XVIII

L'espion arrêta son cheval en voyant l'ivrogne venir vers lui. Il ne savait si ce contretemps arrangerait ses affaires ou non, mais comprenait que plus vite il résoudrait rapidement cette affaire et plus Jean, son maître, serait content de lui. Il n'avait pas encore eut l'occasion d'observer le paysan de près et fixait avec une curiosité acérée l'homme qui s'approchait. Le soleil empêchait de voir des détails autre qu'un ventre arrondi de buveur, une grande taille et une démarche lourde. Mais la surprise se peignit sur ses traits lorsque Joseph fut assez proche, et il fit quelques pas pour le rejoindre.

- Qui t'a envoyé ? Grogna le paysan avec gêne.

- Tu le sais très bien. Jean, le bourgeois à qui tu as volé...

- Je n'ai rien volé du tout, si ce n'est quelques bouteilles.

Il y eut un silence. Et l'espion éclata de rire :

- Cela ne m'étonne pas de toi ! Toi... Joseph Audence...
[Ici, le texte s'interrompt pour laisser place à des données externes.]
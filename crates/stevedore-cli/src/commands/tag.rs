use super::EXIT_SUCCESS;
use stevedore_daemon::Daemon;

pub fn run(daemon: &Daemon, source: &str, target: &str) -> Result<u8, String> {
    let bound = daemon
        .tag(source, target, None)
        .map_err(|e| e.to_string())?;
    println!("{bound}");
    Ok(EXIT_SUCCESS)
}
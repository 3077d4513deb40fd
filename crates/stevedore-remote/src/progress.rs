use crate::CancelToken;
use std::fmt;
use std::io::Write;
use std::sync::mpsc::{sync_channel, Receiver, SyncSender};

/// Capacity of the progress-event channel. The buffer decouples the transfer
/// from a slow status consumer without letting events pile up unboundedly.
pub const PROGRESS_CHANNEL_CAPACITY: usize = 100;

/// One status update emitted during a transfer.
#[derive(Debug, Clone, PartialEq, Eq)]
pub struct ProgressEvent {
    /// What the event is about (a reference, a digest prefix).
    pub item: String,
    /// What is happening to it ("Preparing", "Pushing", "Pushed").
    pub action: String,
    pub current: u64,
    pub total: u64,
}

impl ProgressEvent {
    pub fn status(item: impl Into<String>, action: impl Into<String>) -> Self {
        Self {
            item: item.into(),
            action: action.into(),
            current: 0,
            total: 0,
        }
    }

    pub fn transfer(
        item: impl Into<String>,
        action: impl Into<String>,
        current: u64,
        total: u64,
    ) -> Self {
        Self {
            item: item.into(),
            action: action.into(),
            current,
            total,
        }
    }
}

impl fmt::Display for ProgressEvent {
    fn fmt(&self, f: &mut fmt::Formatter<'_>) -> fmt::Result {
        if self.total > 0 {
            write!(
                f,
                "{}: {} {}/{}",
                self.item, self.action, self.current, self.total
            )
        } else {
            write!(f, "{}: {}", self.item, self.action)
        }
    }
}

/// Consumer side of progress reporting, handed to a transport.
pub trait ProgressSink: Send + Sync {
    fn report(&self, event: ProgressEvent);
}

/// A [`ProgressSink`] backed by a bounded channel.
#[derive(Clone)]
pub struct ChannelSink {
    tx: SyncSender<ProgressEvent>,
}

impl ProgressSink for ChannelSink {
    fn report(&self, event: ProgressEvent) {
        // A closed receiver means the consumer is gone; the transfer itself
        // must not fail because nobody is watching.
        let _ = self.tx.send(event);
    }
}

/// Create a bounded progress channel of [`PROGRESS_CHANNEL_CAPACITY`].
pub fn progress_channel() -> (ChannelSink, Receiver<ProgressEvent>) {
    let (tx, rx) = sync_channel(PROGRESS_CHANNEL_CAPACITY);
    (ChannelSink { tx }, rx)
}

/// Run `transfer` with a progress sink whose events are drained by a
/// dedicated worker writing formatted status lines to `out`.
///
/// The worker keeps draining until the channel closes (every sink clone
/// dropped), and the call joins the worker before returning. That ordering is
/// the contract: no event emitted before the transfer returned is ever
/// dropped, and no thread outlives this call. A failed write trips `cancel`
/// so the producing transfer can stop early, mirroring a disconnected client.
pub fn stream_progress<T, E, F>(
    out: &mut (dyn Write + Send),
    cancel: &CancelToken,
    transfer: F,
) -> Result<T, E>
where
    F: FnOnce(&ChannelSink) -> Result<T, E>,
{
    let (sink, rx) = progress_channel();

    std::thread::scope(|scope| {
        let worker = scope.spawn(move || {
            for event in rx {
                if writeln!(out, "{event}").is_err() {
                    cancel.cancel();
                    // Keep draining so the producer never blocks on a full
                    // channel after the consumer died.
                }
            }
            let _ = out.flush();
        });

        let result = transfer(&sink);

        // Close the channel, then wait for the drain.
        drop(sink);
        let _ = worker.join();

        result
    })
}

#[cfg(test)]
mod tests {
    use super::*;
    use std::io;
    use std::time::Duration;

    #[test]
    fn event_formats_with_and_without_totals() {
        let plain = ProgressEvent::status("app:v1", "Preparing");
        assert_eq!(plain.to_string(), "app:v1: Preparing");
        let counted = ProgressEvent::transfer("app:v1", "Pushing", 3, 9);
        assert_eq!(counted.to_string(), "app:v1: Pushing 3/9");
    }

    #[test]
    fn all_events_are_drained_before_return() {
        let mut out = Vec::new();
        let cancel = CancelToken::new();
        let n = 250; // more than the channel capacity
        stream_progress::<_, (), _>(&mut out, &cancel, |sink| {
            for i in 0..n {
                sink.report(ProgressEvent::transfer("bundle", "Pushing", i, n));
            }
            Ok(())
        })
        .unwrap();

        let text = String::from_utf8(out).unwrap();
        assert_eq!(text.lines().count(), n as usize);
        assert!(text.lines().last().unwrap().contains("249/250"));
    }

    /// A writer that sleeps on every write, standing in for a slow client.
    struct SlowWriter {
        inner: Vec<u8>,
    }

    impl Write for SlowWriter {
        fn write(&mut self, buf: &[u8]) -> io::Result<usize> {
            std::thread::sleep(Duration::from_millis(1));
            self.inner.write(buf)
        }

        fn flush(&mut self) -> io::Result<()> {
            self.inner.flush()
        }
    }

    #[test]
    fn slow_consumer_still_sees_every_event() {
        let mut out = SlowWriter { inner: Vec::new() };
        let cancel = CancelToken::new();
        stream_progress::<_, (), _>(&mut out, &cancel, |sink| {
            for i in 0..50 {
                sink.report(ProgressEvent::transfer("bundle", "Pushing", i, 50));
            }
            Ok(())
        })
        .unwrap();
        let text = String::from_utf8(out.inner).unwrap();
        assert_eq!(text.lines().count(), 50);
    }

    /// A writer that fails after the first line.
    struct FailingWriter {
        writes: usize,
    }

    impl Write for FailingWriter {
        fn write(&mut self, buf: &[u8]) -> io::Result<usize> {
            self.writes += 1;
            if self.writes > 1 {
                Err(io::Error::new(io::ErrorKind::BrokenPipe, "gone"))
            } else {
                Ok(buf.len())
            }
        }

        fn flush(&mut self) -> io::Result<()> {
            Ok(())
        }
    }

    #[test]
    fn write_failure_trips_the_cancel_token() {
        let mut out = FailingWriter { writes: 0 };
        let cancel = CancelToken::new();
        stream_progress::<_, (), _>(&mut out, &cancel, |sink| {
            for i in 0..10 {
                sink.report(ProgressEvent::transfer("bundle", "Pushing", i, 10));
            }
            Ok(())
        })
        .unwrap();
        assert!(cancel.is_cancelled());
    }

    #[test]
    fn transfer_error_propagates_after_drain() {
        let mut out = Vec::new();
        let cancel = CancelToken::new();
        let res: Result<(), &str> = stream_progress(&mut out, &cancel, |sink| {
            sink.report(ProgressEvent::status("bundle", "Preparing"));
            Err("boom")
        });
        assert_eq!(res, Err("boom"));
        // The event emitted before the failure was still written.
        assert!(String::from_utf8(out).unwrap().contains("Preparing"));
    }
}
- Jamais je n'aurais cru...

- Et moi non plus ! Mais pourquoi te recherche-t-on avec autant d'acharnement ?

- Ce n'est pas moi que l'on recherche.

- Ton neveu.

- Un carnet. Et je te jure que dès que je mets la main sur ce carnet, je tente de découvrir ce qu'il contient de si précieux.

- Toi... Je n'en reviens pas !

- Tu es ce qu'il me reste de plus cher de Beaulieu-sur-argent. Nicolas... Explique-moi.

Ce-disant, les deux jeunes hommes s'étaient avancés sur le chemin pour rejoindre Hélène qui les regardait avec perplexité.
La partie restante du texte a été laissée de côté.